Early on, Williams trained in classical piano at the Peabody Conservatory. Youthful exposures with the standard canon led her to Rachmaninov; she presented his famous Prelude in C minor to her piano teacher, who reprimanded her for embellishing a section. But he saw her potential: the following week, he brought her Dave Brubeck to play. She figured out his Take Five within a week.

Jazz World Disillusionment

Subsequently, Brubeck call Williams "a top-tier pianists I have ever heard," and McCoy Tyner was equally admiring. Williams’ 2004 Grammy-nominated album Live at Yoshi’s, Vol 1, shows her deep absorption in jazz history, plus her trademark playful pianistic wit. However, despite her extensive studies to learn about the genre – first, to the contemporary approaches of Coltrane, Miles and Dolphy, before moving backwards to Monk and Garner to Fats Waller and James P Johnson – she rapidly felt disappointed with the jazz world.

After moving from Philadelphia to San Francisco, Williams encountered the great Mary Lou Williams. Encouraged by the elder pianist's advice ("Don’t ever let anyone stop you"), she emerged as a forceful, open critic of her scene: of the low wages, the jazz "male-dominated sphere," the "jazz hang" – namely smoking and drinking as the primary means of landing performances – and of a profit-driven sector riding on the coattails of struggling artists.

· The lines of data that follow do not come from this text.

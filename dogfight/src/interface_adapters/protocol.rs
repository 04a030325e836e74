// Wire protocol DTOs for the relay. Every message in either direction is one
// JSON object keyed by client id.

use std::collections::BTreeMap;

use serde::{Deserialize, Serialize};

use crate::domain::{Action, PlaneModel};
use crate::use_cases::Recruit;

pub type ClientId = String;

/// One relay message. Keys sort lexicographically, which is also slot order.
pub type RelayFrame = BTreeMap<ClientId, Option<Payload>>;

/// What a client puts under its own id: a per-tick action or, once, its
/// bootstrap details. `null` (no input this tick) is the `None` around it.
#[derive(Debug, Clone, PartialEq, Serialize, Deserialize)]
#[serde(untagged)]
pub enum Payload {
    Action(Action),
    Join(JoinPayload),
}

/// Bootstrap details a client announces before the first tick.
#[derive(Debug, Clone, PartialEq, Eq, Serialize, Deserialize)]
pub struct JoinPayload {
    pub callsign: String,
    #[serde(default)]
    pub plane: PlaneModel,
}

impl From<&Recruit> for JoinPayload {
    fn from(recruit: &Recruit) -> Self {
        Self {
            callsign: recruit.callsign.clone(),
            plane: recruit.plane,
        }
    }
}

impl From<JoinPayload> for Recruit {
    fn from(join: JoinPayload) -> Self {
        Recruit::new(join.callsign, join.plane)
    }
}

pub fn join_frame(client_id: &str, join: JoinPayload) -> RelayFrame {
    BTreeMap::from([(client_id.to_string(), Some(Payload::Join(join)))])
}

pub fn action_frame(client_id: &str, action: Option<Action>) -> RelayFrame {
    BTreeMap::from([(client_id.to_string(), action.map(Payload::Action))])
}

/// The action `client_id` sent in a merged frame, if any.
pub fn action_of(frame: &RelayFrame, client_id: &str) -> Option<Action> {
    match frame.get(client_id) {
        Some(Some(Payload::Action(action))) => Some(*action),
        _ => None,
    }
}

"I remain constantly disappointed at the truth of the ‘jazz world’ and its incapacity to organise, communicate and stand up for a set, any set, of essential beliefs," she stated in the sleeve text to her 2008 release Deep Monk. Similarly, the writing on her blog was eclectic, unflinching, decidedly ideological and feminist, though she rarely discussed her experiences as a trans individual. As one critic noted: "To add to the sexism … that pushed her from her chosen artistic field for a period, imagine what kind of cruel nonsense she must have endured as a trans woman in the jazz scene of the early 80s."

A Journey of Independence

The artist's trajectory moved toward self-sufficiency. Following a period in the bustling Bay Area scene, she relocated to smaller cities such as Sacramento and Santa Cruz, moving to Portland in 1991, and later relocating to an even quieter place, to Yakima, Washington State, in the 2010s. Williams understood from the beginning the great promise of the internet

Sharon Wang
Sharon Wang

A seasoned gaming analyst with over a decade of experience in casino technology and slot machine trends.